The WebOS killed our last chance at interop

Despite Mozilla’s and Google’s attempts to standardize a manifest format to allow installable web apps, it never really took off. Under the noses of everyone back in 2014, the web was already undergoing major fragmentation. A lot of people knew this, but chose to pretend that it was actually a good thing for the Web… and maybe it was in hindsight. It really started with Chrome OS, but was rapidly legitimized by growth and popularity of Firefox OS. By 2018, FireFox OS had taken a foothold in the lower end of the market capturing around 3% of global market share (the increase could have been greater, but very cheap Android phones put a lot of pressure on Mozilla which caused its growth to slow). By 2016, it was too late to turn back. Mozilla had invested very heavily into their proprietary platform (“Web” APIs, dev tools, docs, marketplace, etc.) and ditching all for lousy/half-baked W3C alternatives didn’t make economic sense (even if they were royalty free). Additionally, it would have been too expensive to deprecate and rewrite the FireFox OS platform to make use of standardized APIs… so they didn’t bother and just kept going with FireFox OS as it was, even if no other platform supported the APIs. But what the hell, it was the “open” alternative.

The fragmentation problems were two fold:

  1. The steady rise of the “embedded web view”.
  2. that there was a large and deliberate attempt to fragment the web into silos: Chrome OS, FireFoxOS, and Windows 8 apps.

Rise of Servo and the embedded web view

Embedded web views was something the clever people that started PhoneGap tuned into early on, and that Adobe bought early on realizing the potential of. Despite the goal of having PhoneGap become irrelevant (by pushing the Web to provide the functionality it provides) – it actually went the other way! PhoneGap/Cordova continued to grow in relevance and popularity. In 2014-2015, Mozilla had also jumped on board along with Google, Microsoft, etc. and the Cordova APIs became the de facto standard by 2016 without undergoing W3C standardization.

To get into this war for the embeddable engine, Mozilla ramped up development of Servo. Making Servo into an embeddable platform made it a great drop in replacement for WebKit (after loosing more contributors to Blink, Apple eventually forked WebKit and made an internal project in 2016). Servo’s embedding API and use of Rust means it quickly became a serious contender against WebKit. Tools like Phantom JS ditch WebKit. By 2019, Gecko was finally killed off and Servo was put in it’s place. The combination of Servo’s reliance on Rust and WebIDL proved to be a winner here. It meant that developers could quickly add new custom features to the platform and use a relatively easy to use language (Rust) to add new features to the browser. This made it even more attractive than Blink as an embeddable browser engine.

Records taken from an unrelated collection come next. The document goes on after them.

//! Rich diagnostic error types for the hdvsa library.
//!
//! Each subsystem defines its own error type with miette `#[diagnostic]`
//! derives, providing error codes and help text. Every variant also maps to
//! exactly one of the four error kinds this system recognizes at the
//! contract level: `ContractViolation`, `MissingPrerequisite`, `DataShape`,
//! `Io`. None of these are retried internally.

use miette::Diagnostic;
use thiserror::Error;

/// The coarse kind of a failure, independent of which subsystem raised it.
#[derive(Debug, Clone, Copy, PartialEq, Eq)]
pub enum ErrorKind {
    /// Input outside a declared range or contract (dim, alphabet, duplicate name, ...).
    ContractViolation,
    /// An operation that requires a prior `fit`/`insert` was called too early.
    MissingPrerequisite,
    /// Row/label counts, non-numeric cells, empty test sets, too few classes/rows.
    DataShape,
    /// File not found or unreadable.
    Io,
}

/// Top-level error type for the hdvsa library.
#[derive(Debug, Error, Diagnostic)]
pub enum HdcError {
    #[error(transparent)]
    #[diagnostic(transparent)]
    Hv(#[from] HvError),

    #[error(transparent)]
    #[diagnostic(transparent)]
    Space(#[from] SpaceError),

    #[error(transparent)]
    #[diagnostic(transparent)]
    Graph(#[from] GraphError),

    #[error(transparent)]
    #[diagnostic(transparent)]
    Model(#[from] ModelError),

    #[error(transparent)]
    #[diagnostic(transparent)]
    Dataset(#[from] DatasetError),
}

impl HdcError {
    /// The coarse kind this error belongs to, per spec §7.
    pub fn kind(&self) -> ErrorKind {
        match self {
            HdcError::Hv(e) => e.kind(),
            HdcError::Space(e) => e.kind(),
            HdcError::Graph(e) => e.kind(),
            HdcError::Model(e) => e.kind(),
            HdcError::Dataset(e) => e.kind(),
        }
    }
}

/// Convenience alias for functions returning hdvsa results.
pub type HdcResult<T> = std::result::Result<T, HdcError>;

// ---------------------------------------------------------------------------
// Hypervector algebra errors
// ---------------------------------------------------------------------------

#[derive(Debug, Error, Diagnostic)]
pub enum HvError {
    #[error("dimension must be >= 10000, got {actual}")]
    #[diagnostic(
        code(hdc::hv::size_too_small),
        help("Hypervectors need at least 10,000 components for HDC's noise-tolerance guarantees to hold. Use a larger `dim`.")
    )]
    SizeTooSmall { actual: usize },

    #[error("dimension mismatch: expected {expected}, got {actual}")]
    #[diagnostic(
        code(hdc::hv::dim_mismatch),
        help("Both operands of an algebra operation must share the same dimension. Check how each was created.")
    )]
    DimensionMismatch { expected: usize, actual: usize },

    #[error("alphabet mismatch: expected {expected:?}, got {actual:?}")]
    #[diagnostic(
        code(hdc::hv::alphabet_mismatch),
        help("Both operands must use the same alphabet (binary or bipolar).")
    )]
    AlphabetMismatch { expected: String, actual: String },

    #[error("vector name must not be empty")]
    #[diagnostic(code(hdc::hv::empty_name), help("Give the hypervector a non-empty name before inserting it into a Space."))]
    EmptyName,

    #[error("distance method \"{method}\" is not supported")]
    #[diagnostic(
        code(hdc::hv::unknown_distance),
        help("Supported distance methods are: cosine, hamming, euclidean.")
    )]
    UnknownDistanceMethod { method: String },
}

impl HvError {
    pub fn kind(&self) -> ErrorKind {
        ErrorKind::ContractViolation
    }
}

// ---------------------------------------------------------------------------
// Space errors
// ---------------------------------------------------------------------------

#[derive(Debug, Error, Diagnostic)]
pub enum SpaceError {
    #[error("vector \"{name}\" already exists in this space")]
    #[diagnostic(
        code(hdc::space::duplicate_name),
        help("Names must be unique within a Space. Pick a different name, or look up the existing vector with `get`.")
    )]
    DuplicateName { name: String },

    #[error("dimension mismatch inserting \"{name}\": space is {space_dim}, vector is {vector_dim}")]
    #[diagnostic(
        code(hdc::space::dim_mismatch),
        help("Every vector inserted into a Space must share the Space's dimension.")
    )]
    DimensionMismatch {
        name: String,
        space_dim: usize,
        vector_dim: usize,
    },

    #[error("alphabet mismatch inserting \"{name}\": space is {space_alphabet:?}, vector is {vector_alphabet:?}")]
    #[diagnostic(
        code(hdc::space::alphabet_mismatch),
        help("Every vector inserted into a Space must share the Space's alphabet.")
    )]
    AlphabetMismatch {
        name: String,
        space_alphabet: String,
        vector_alphabet: String,
    },

    #[error("vector \"{name}\" not found in space")]
    #[diagnostic(
        code(hdc::space::not_found),
        help("Insert the vector first, or check the name for typos.")
    )]
    NotFound { name: String },
}

impl SpaceError {
    pub fn kind(&self) -> ErrorKind {
        match self {
            SpaceError::NotFound { .. } => ErrorKind::MissingPrerequisite,
            _ => ErrorKind::ContractViolation,
        }
    }
}

// ---------------------------------------------------------------------------
// Graph engine errors
// ---------------------------------------------------------------------------

#[derive(Debug, Error, Diagnostic)]
pub enum GraphError {
    #[error("must provide at least one edge")]
    #[diagnostic(code(hdc::graph::no_edges), help("`fit` requires a non-empty edge list."))]
    NoEdges,

    #[error("graph is weighted but edge ({u}, {v}) has no weight")]
    #[diagnostic(
        code(hdc::graph::missing_weight),
        help("Every edge of a weighted graph needs a weight in [0, 1).")
    )]
    MissingWeight { u: String, v: String },

    #[error("graph is unweighted but edge ({u}, {v}) specifies a weight")]
    #[diagnostic(
        code(hdc::graph::unexpected_weight),
        help("Unweighted graphs must use the unweighted sentinel for every edge.")
    )]
    UnexpectedWeight { u: String, v: String },

    #[error("edge weight {weight} is out of range [0, 1)")]
    #[diagnostic(code(hdc::graph::weight_out_of_range), help("Weighted-graph edge weights must fall in [0, 1)."))]
    WeightOutOfRange { weight: f64 },

    #[error("graph has not been fit yet")]
    #[diagnostic(
        code(hdc::graph::not_fit),
        help("Call `Graph::fit` with the edge list before querying edges or computing error rates.")
    )]
    NotFit,

    #[error("node \"{name}\" is not in the graph")]
    #[diagnostic(
        code(hdc::graph::node_not_found),
        help("Query only nodes that appeared in the edge list passed to `fit`.")
    )]
    NodeNotFound { name: String },

    #[error("no weight vector for bucket {weight}")]
    #[diagnostic(
        code(hdc::graph::weight_vector_missing),
        help("The queried weight does not land in any discretised bucket built by `fit`.")
    )]
    WeightVectorMissing { weight: f64 },

    #[error(transparent)]
    #[diagnostic(transparent)]
    Hv(#[from] HvError),

    #[error(transparent)]
    #[diagnostic(transparent)]
    Space(#[from] SpaceError),
}

impl GraphError {
    pub fn kind(&self) -> ErrorKind {
        match self {
            GraphError::NotFit | GraphError::NodeNotFound { .. } | GraphError::WeightVectorMissing { .. } => {
                ErrorKind::MissingPrerequisite
            }
            GraphError::Hv(e) => e.kind(),
            GraphError::Space(e) => e.kind(),
            _ => ErrorKind::ContractViolation,
        }
    }
}

// ---------------------------------------------------------------------------
// Classifier (MLModel) errors
// ---------------------------------------------------------------------------

#[derive(Debug, Error, Diagnostic)]
pub enum ModelError {
    #[error("levels must be >= 2, got {actual}")]
    #[diagnostic(code(hdc::model::levels_too_small), help("A level codebook needs at least 2 levels to be meaningful."))]
    LevelsTooSmall { actual: usize },

    #[error("not enough training rows: need >= 3, got {actual}")]
    #[diagnostic(code(hdc::model::too_few_rows), help("Provide at least 3 labelled training rows."))]
    TooFewRows { actual: usize },

    #[error("labels length ({labels}) does not match points length ({points})")]
    #[diagnostic(code(hdc::model::label_mismatch), help("Every training row needs exactly one class label."))]
    LabelMismatch { labels: usize, points: usize },

    #[error("need >= 2 distinct classes, got {actual}")]
    #[diagnostic(code(hdc::model::too_few_classes), help("Supervised classification requires at least two distinct labels."))]
    TooFewClasses { actual: usize },

    #[error("class \"{class}\" has no training samples")]
    #[diagnostic(
        code(hdc::model::empty_class),
        help("Every class named in the training labels must have at least one encoded sample.")
    )]
    EmptyClass { class: String },

    #[error("no test indices provided")]
    #[diagnostic(code(hdc::model::empty_test_set), help("Provide at least one index to predict on."))]
    EmptyTestSet,

    #[error("model has not been fit yet")]
    #[diagnostic(
        code(hdc::model::not_fit),
        help("Call `MLModel::fit` before predicting, cross-validating, or tuning.")
    )]
    NotFit,

    #[error("cv fold count must be >= 2, got {actual}")]
    #[diagnostic(code(hdc::model::cv_too_small), help("Cross-validation needs at least 2 folds."))]
    CvTooSmall { actual: usize },

    #[error("feature \"{feature}\" is not a column of the training matrix")]
    #[diagnostic(
        code(hdc::model::unknown_feature),
        help("Stepwise selection only operates over the feature names passed alongside the training matrix.")
    )]
    UnknownFeature { feature: String },

    #[error(transparent)]
    #[diagnostic(transparent)]
    Hv(#[from] HvError),

    #[error(transparent)]
    #[diagnostic(transparent)]
    Space(#[from] SpaceError),
}

impl ModelError {
    pub fn kind(&self) -> ErrorKind {
        match self {
            ModelError::NotFit => ErrorKind::MissingPrerequisite,
            ModelError::TooFewRows { .. }
            | ModelError::LabelMismatch { .. }
            | ModelError::TooFewClasses { .. }
            | ModelError::EmptyClass { .. }
            | ModelError::EmptyTestSet => ErrorKind::DataShape,
            ModelError::Hv(e) => e.kind(),
            ModelError::Space(e) => e.kind(),
            _ => ErrorKind::ContractViolation,
        }
    }
}

// ---------------------------------------------------------------------------
// Dataset loader / split errors
// ---------------------------------------------------------------------------

#[derive(Debug, Error, Diagnostic)]
pub enum DatasetError {
    #[error("could not read dataset file {path}: {source}")]
    #[diagnostic(code(hdc::dataset::io), help("Check the path exists and is readable."))]
    Io {
        path: String,
        #[source]
        source: std::io::Error,
    },

    #[error("dataset file {path} is empty")]
    #[diagnostic(code(hdc::dataset::empty_file), help("A dataset file needs at least a header line."))]
    EmptyFile { path: String },

    #[error("non-numeric value \"{value}\" at line {line}, column \"{column}\"")]
    #[diagnostic(
        code(hdc::dataset::non_numeric),
        help("Every feature cell must parse as a floating point number.")
    )]
    NonNumeric { line: usize, column: String, value: String },

    #[error("line {line} has {actual} feature fields, expected {expected}")]
    #[diagnostic(
        code(hdc::dataset::field_count_mismatch),
        help("Every data row must have exactly one field per feature column, plus a trailing class label.")
    )]
    FieldCountMismatch { line: usize, expected: usize, actual: usize },

    #[error("percentage must be in (0, 100], got {actual}")]
    #[diagnostic(code(hdc::dataset::bad_percentage), help("Pass a percentage strictly greater than 0 and at most 100."))]
    BadPercentage { actual: f64 },

    #[error("labels must contain at least 2 distinct classes, got {actual}")]
    #[diagnostic(code(hdc::dataset::too_few_classes), help("Stratified splitting needs at least two classes."))]
    TooFewClasses { actual: usize },
}

impl DatasetError {
    pub fn kind(&self) -> ErrorKind {
        match self {
            DatasetError::Io { .. } => ErrorKind::Io,
            DatasetError::EmptyFile { .. } | DatasetError::NonNumeric { .. } | DatasetError::FieldCountMismatch { .. } => {
                ErrorKind::DataShape
            }
            DatasetError::BadPercentage { .. } => ErrorKind::ContractViolation,
            DatasetError::TooFewClasses { .. } => ErrorKind::DataShape,
        }
    }
}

Lastly, as FireFox OS moved to using Servo instead of Gecko, it started to support native applications written in Rust. This followed the trend set in 2014, where Google started supporting Android (Java) applications in Chrome OS. By 2024, most apps are written in Rust and a lot make use of Servo as a WebView component. This is great for viewing web content – but most serious app development is now done with either Rust, Java, Foopy (it’s awesome, wait till you play with it!) or Swift. The Web remains mostly a publishing medium.

I got in early on the whole Foopy thing. Made a mint and retired to Portugal and I now have a small fig farm (mostly sell jams and cakes… it’s nice).

W3C TAG elections

I recently learned through reading Alex Russell’s blog that Google had nominated him as a candidate on the upcoming W3C Technical Architecture Group elections. I thought this was great, as I more often then not find myself in violent agreement with Alex on how browsers should expose their guts to developers (amongst other things). As Alex put it:

I’m running to try to turn the TAG into an organization that has something to say about the important problems facing devs building apps today; particularly how new specs either address or exacerbate those challenges.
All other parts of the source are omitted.